Grand retour de la géopolitique à l’avant-scène du spectacle du monde, cette série « en live » dont les saisons ne s’achèvent jamais. épisode Glasgow et ses déceptions. Épisodes Covid-19, 20 et 21 avec rebondissements quotidiens. Épisode missile russe qui détruit une station orbitale. Ajoutons‑y, au choix, celui sur les hausses des prix du gaz, du papier ou de l’aluminium, celui des troupes de Poutine aux confins de l’Ukraine, celui des migrants bloqués à frontière polonaise ou encore celui des intimidations de l’aviation chinoise dans l’espace aérien de Taïwan.
En 1989, à la chute du mur de Berlin, après des décennies de Guerre froide et de conflits chauds localisés, entre États-Unis et URSS, certains ont prophétisé « la fin de l’Histoire ». Le triomphe définitif du capitalisme total et de la démocratie de marché et la fin des espérances messianiques de l’émancipation du genre humain, fracassées sur le goulag et les camps de rééducation. Erreur. Certes, le monde, de bipolaire, est devenu multipolaire et l’équilibre de la terreur, fondé sur la dissuasion nucléaire, a dérivé vers une dissémination des armes de destruction massive. Mais les sources d’incertitude et la complexité croissante des interdépendances se sont démultipliées, de la démographie aux crises climatiques, des concurrences pour la prédation des ressources naturelles à l’intensification des frictions militaires.
Nous sommes, en simplifiant le tableau, les spectateurs d’un double basculement. Celui, économique, de l’Occident vers l’Asie et celui, culturel, de l’Europe vers l’Amérique. Dans les deux cas, l’Europe, cette extrémité péninsulaire de l’Asie, quitte une séquence historique plurimillénaire.
La Chine, cette civilisation de cultivateurs depuis près de 4000 ans, contre 250 pour les USA, n’entend plus être expulsée des horizons du développement et se délivre à grande vitesse de l’Empire céleste pour gagner les profits terrestres. Désormais elle se positionne en rivalité permanente avec les États-Unis d’Amérique, l’Union Européenne ou la Russie pour l’accaparement des ressources comme des marchés. Elle tisse ses nouvelles routes de la soie sur tous les continents.
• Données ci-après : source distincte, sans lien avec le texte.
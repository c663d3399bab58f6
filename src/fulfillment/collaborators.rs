//! Delivery collaborators: document rendering and mail dispatch.
//!
//! Both sit behind async traits so the state machine can be driven with
//! fakes in tests. Rendering failures are errors; mail delivery reports a
//! plain `bool` because a missed email never fails an order.

use async_trait::async_trait;
use base64::engine::general_purpose::STANDARD;
use base64::Engine;
use serde_json::json;
use std::path::{Path, PathBuf};
use std::sync::Arc;
use std::time::Duration;
use tracing::{debug, info, warn};

use crate::config::MailConfig;
use crate::pipeline::export::{artifact_stem, strip_diagnostics};
use crate::types::{ComputationResult, OrderId, ProductTier};

const MAIL_SUBJECT: &str = "Deine kosmische Analyse ist fertig!";

// ============================================================================
// Document Rendering
// ============================================================================

#[derive(Debug, thiserror::Error)]
pub enum RenderError {
    #[error("failed to serialize document: {0}")]
    Serialize(#[from] serde_json::Error),
    #[error("failed to write document {path}: {source}")]
    Io {
        path: PathBuf,
        #[source]
        source: std::io::Error,
    },
    #[error("renderer failed: {0}")]
    Other(String),
}

/// Turns a computed profile into a deliverable document.
#[async_trait]
pub trait DocumentRenderer: Send + Sync {
    /// Render and return the location of the written artifact. The
    /// location is unique per order.
    async fn render(&self, order_id: OrderId, result: &ComputationResult, tier: ProductTier)
        -> Result<PathBuf, RenderError>;

    fn renderer_name(&self) -> &'static str;
}

/// Writes the customer document as JSON into the documents directory.
pub struct JsonDocumentRenderer {
    documents_dir: PathBuf,
}

impl JsonDocumentRenderer {
    pub fn new(documents_dir: impl Into<PathBuf>) -> Self {
        Self {
            documents_dir: documents_dir.into(),
        }
    }

    fn path_for(&self, order_id: OrderId, result: &ComputationResult, tier: ProductTier) -> PathBuf {
        let stem = artifact_stem(&result.person.name, &result.person.birth_date);
        self.documents_dir.join(format!("{stem}_{tier}_{order_id}.json"))
    }
}

#[async_trait]
impl DocumentRenderer for JsonDocumentRenderer {
    async fn render(
        &self,
        order_id: OrderId,
        result: &ComputationResult,
        tier: ProductTier,
    ) -> Result<PathBuf, RenderError> {
        let path = self.path_for(order_id, result, tier);
        let document = json!({
            "title": format!("Kosmisches Profil für {}", result.person.name),
            "tier": tier,
            "profile": strip_diagnostics(serde_json::to_value(result)?),
        });
        let body = serde_json::to_vec_pretty(&document)?;

        tokio::fs::create_dir_all(&self.documents_dir)
            .await
            .map_err(|source| RenderError::Io {
                path: self.documents_dir.clone(),
                source,
            })?;
        tokio::fs::write(&path, body).await.map_err(|source| RenderError::Io {
            path: path.clone(),
            source,
        })?;

        info!(path = %path.display(), tier = %tier, "Document rendered");
        Ok(path)
    }

    fn renderer_name(&self) -> &'static str {
        "json"
    }
}

// ============================================================================
// Mail Dispatch
// ============================================================================

/// Sends a rendered document to the customer.
#[async_trait]
pub trait Mailer: Send + Sync {
    /// `true` only if the relay accepted the message.
    async fn send(&self, to_email: &str, to_name: &str, document: &Path) -> bool;

    fn mailer_name(&self) -> &'static str;
}

/// HTTP mailer when an API key is configured, otherwise [`DisabledMailer`].
pub fn mailer_from_config(config: &MailConfig) -> Arc<dyn Mailer> {
    if !config.is_enabled() {
        warn!("No mail API key configured, delivery disabled");
        return Arc::new(DisabledMailer);
    }
    match HttpMailer::new(config) {
        Ok(mailer) => Arc::new(mailer),
        Err(e) => {
            warn!(error = %e, "Failed to build mail client, delivery disabled");
            Arc::new(DisabledMailer)
        }
    }
}

/// Posts a transactional mail request to a relay.
///
/// The relay speaks the common `sender` / `to` / `subject` JSON shape with
/// the key in an `api-key` header. The document travels as a base64
/// attachment.
pub struct HttpMailer {
    http: reqwest::Client,
    relay_url: String,
    api_key: String,
    sender_email: String,
    sender_name: String,
}

impl HttpMailer {
    pub fn new(config: &MailConfig) -> Result<Self, reqwest::Error> {
        let http = reqwest::Client::builder()
            .timeout(Duration::from_secs(config.timeout_secs))
            .build()?;

        Ok(Self {
            http,
            relay_url: config.relay_url.clone(),
            api_key: config.api_key.clone(),
            sender_email: config.sender_email.clone(),
            sender_name: config.sender_name.clone(),
        })
    }

    async fn try_send(&self, to_email: &str, to_name: &str, document: &Path) -> Result<(), String> {
        let content = tokio::fs::read(document)
            .await
            .map_err(|e| format!("cannot read {}: {e}", document.display()))?;
        let payload = self.payload(to_email, to_name, document, &content);

        let resp = self
            .http
            .post(&self.relay_url)
            .header("api-key", &self.api_key)
            .json(&payload)
            .send()
            .await
            .map_err(|e| e.to_string())?;

        if resp.status().is_success() {
            Ok(())
        } else {
            Err(format!("relay returned status {}", resp.status()))
        }
    }

    /// Relay request with the document as a base64 attachment.
    fn payload(&self, to_email: &str, to_name: &str, document: &Path, content: &[u8]) -> serde_json::Value {
        let file_name = document
            .file_name()
            .map(|n| n.to_string_lossy().into_owned())
            .unwrap_or_default();

        json!({
            "sender": { "name": self.sender_name, "email": self.sender_email },
            "to": [{ "email": to_email, "name": to_name }],
            "subject": MAIL_SUBJECT,
            "htmlContent": greeting_html(to_name),
            "attachment": [{
                "content": STANDARD.encode(content),
                "name": file_name,
            }],
        })
    }
}

fn greeting_html(name: &str) -> String {
    format!(
        "<p>Hallo {},</p>\
         <p>deine persönliche kosmische Analyse ist fertig. Du findest sie im Anhang.</p>\
         <p>Herzliche Grüße</p>",
        escape_html(name)
    )
}

fn escape_html(raw: &str) -> String {
    let mut out = String::with_capacity(raw.len());
    for c in raw.chars() {
        match c {
            '&' => out.push_str("&amp;"),
            '<' => out.push_str("&lt;"),
            '>' => out.push_str("&gt;"),
            '"' => out.push_str("&quot;"),
            other => out.push(other),
        }
    }
    out
}

#[async_trait]
impl Mailer for HttpMailer {
    async fn send(&self, to_email: &str, to_name: &str, document: &Path) -> bool {
        match self.try_send(to_email, to_name, document).await {
            Ok(()) => {
                info!(to = %to_email, "Document mailed");
                true
            }
            Err(e) => {
                warn!(to = %to_email, error = %e, "Mail delivery failed");
                false
            }
        }
    }

    fn mailer_name(&self) -> &'static str {
        "http"
    }
}

/// Used when no relay key is configured; never delivers.
pub struct DisabledMailer;

#[async_trait]
impl Mailer for DisabledMailer {
    async fn send(&self, to_email: &str, _to_name: &str, document: &Path) -> bool {
        warn!(to = %to_email, document = %document.display(), "Mail delivery disabled, skipping");
        false
    }

    fn mailer_name(&self) -> &'static str {
        "disabled"
    }
}

/// Drop a rendered document. Missing files are not an error.
pub(crate) fn remove_document(path: &Path) {
    match std::fs::remove_file(path) {
        Ok(()) => debug!(path = %path.display(), "Document removed"),
        Err(e) if e.kind() == std::io::ErrorKind::NotFound => {}
        Err(e) => warn!(path = %path.display(), error = %e, "Failed to remove document"),
    }
}

#[cfg(test)]
mod tests {
    use super::*;
    use crate::types::{PersonInput, ResultMeta};

    fn result() -> ComputationResult {
        ComputationResult::empty(
            PersonInput::new("Anna Müller", "15.06.1990", "14:30", "Bensheim"),
            ResultMeta {
                version: "pro".into(),
                computed_at: chrono::Utc::now(),
                ayanamsa_model: "Lahiri".into(),
                ayanamsa_value: Some(23.85),
            },
        )
    }

    #[tokio::test]
    async fn test_json_renderer_writes_named_document() {
        let dir = tempfile::tempdir().unwrap();
        let renderer = JsonDocumentRenderer::new(dir.path().join("pdfs"));

        let id = uuid::Uuid::new_v4();
        let path = renderer.render(id, &result(), ProductTier::Pro).await.unwrap();
        assert_eq!(
            path.file_name().unwrap().to_string_lossy(),
            format!("Anna_Mueller_15061990_pro_{id}.json")
        );

        let doc: serde_json::Value = serde_json::from_str(&std::fs::read_to_string(&path).unwrap()).unwrap();
        assert_eq!(doc["tier"], "pro");
        assert_eq!(doc["profile"]["person"]["name"], "Anna Müller");
    }

    #[tokio::test]
    async fn test_disabled_mailer_never_delivers() {
        assert!(!DisabledMailer.send("anna@example.org", "Anna", Path::new("/nope.json")).await);
    }

    #[tokio::test]
    async fn test_http_mailer_missing_document_is_false() {
        let config = MailConfig {
            api_key: "key".into(),
            relay_url: "http://127.0.0.1:9/smtp/email".into(),
            timeout_secs: 1,
            ..MailConfig::default()
        };
        let mailer = HttpMailer::new(&config).unwrap();
        let dir = tempfile::tempdir().unwrap();
        assert!(!mailer.send("anna@example.org", "Anna", &dir.path().join("missing.json")).await);
    }

    #[test]
    fn test_mail_payload_attaches_document() {
        let config = MailConfig {
            api_key: "key".into(),
            ..MailConfig::default()
        };
        let mailer = HttpMailer::new(&config).unwrap();
        let payload = mailer.payload(
            "anna@example.org",
            "Anna <Müller> & \"Co\"",
            Path::new("/docs/Anna_Mueller_15061990_pro.json"),
            b"{\"tier\":\"pro\"}",
        );

        let attachment = &payload["attachment"][0];
        assert_eq!(attachment["name"], "Anna_Mueller_15061990_pro.json");
        let decoded = STANDARD.decode(attachment["content"].as_str().unwrap()).unwrap();
        assert_eq!(decoded, b"{\"tier\":\"pro\"}");
        assert!(payload.get("textContent").is_none());

        let html = payload["htmlContent"].as_str().unwrap();
        assert!(html.contains("Hallo Anna &lt;Müller&gt; &amp; &quot;Co&quot;,"));
        assert!(!html.contains("<Müller>"));
        assert_eq!(payload["to"][0]["name"], "Anna <Müller> & \"Co\"");
    }

    #[test]
    fn test_mailer_selection() {
        assert_eq!(mailer_from_config(&MailConfig::default()).mailer_name(), "disabled");
        let config = MailConfig {
            api_key: "key".into(),
            ..MailConfig::default()
        };
        assert_eq!(mailer_from_config(&config).mailer_name(), "http");
    }

    #[test]
    fn test_remove_missing_document_is_quiet() {
        let dir = tempfile::tempdir().unwrap();
        remove_document(&dir.path().join("gone.json"));
    }
}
Liège, parmi tant d’autres régions de la planète, en connait un bout sur la question avec la venue du hub d’Ali Baba. Le Parti Communiste Chinois – le PCC – devient surtout le Parti de la Civilisation Chinoise. Voyez tous les indices, le PNB, les budgets militaires, l’urbanisation, le nombre de super-riches, les investissements à l’étranger et les objets made in China dans nos lieux de vie : l’Empire du milieu les explose.
De l’autre côté, la déferlante culturelle anglo-saxonne s’amplifie considérablement depuis 1980 au cœur du vieux continent. Prenez ici aussi les indicateurs statistiques, comme l’attribution de prénoms américains, la puissance des blockbusters – le commerce suit le cinéma –, le nombre de McDonald’s – 1 en 1979 en France, 1464 en 2018 – ou d’abonnés à Netflix, l’appétence pour le jeans, le barbecue, la country ou le Black Friday : la « couche yankee » et l’« American Way of Life » pèsent de plus en plus lourd dans nos comportements et nos mœurs. Et ils s’instillent d’ailleurs tant auprès des classes populaires qu’auprès des « élites » fascinées par Manhattan et la Silicon Valley.
L’America first, cette « théo-démocratie », si bien décryptée par Régis Debray, s’exprime fondamentalement dans l’espace, l’image et le bonheur. Exactement à l’inverse de l’Europe qui se déclinait jadis sur les thèmes du temps, de l’écrit et du tragique. Athènes et Jérusalem se voient progressivement détrônées par Pékin et New York dans les imaginaires continentaux.
Coincée dans un étau, entre les mâchoires de l’hégémonie commerciale asiatique et celles de la domination culturelle des States, l’Europe, au risque de sortir de l’Histoire, doit s’inventer des nouveaux chemins. À scruter la bureaucratie de Bruxelles et à comparer la densité symbolique entre les billets d’un dollar, de dix yuan et de cinq euros, on comprend bien vite que la route sera très longue.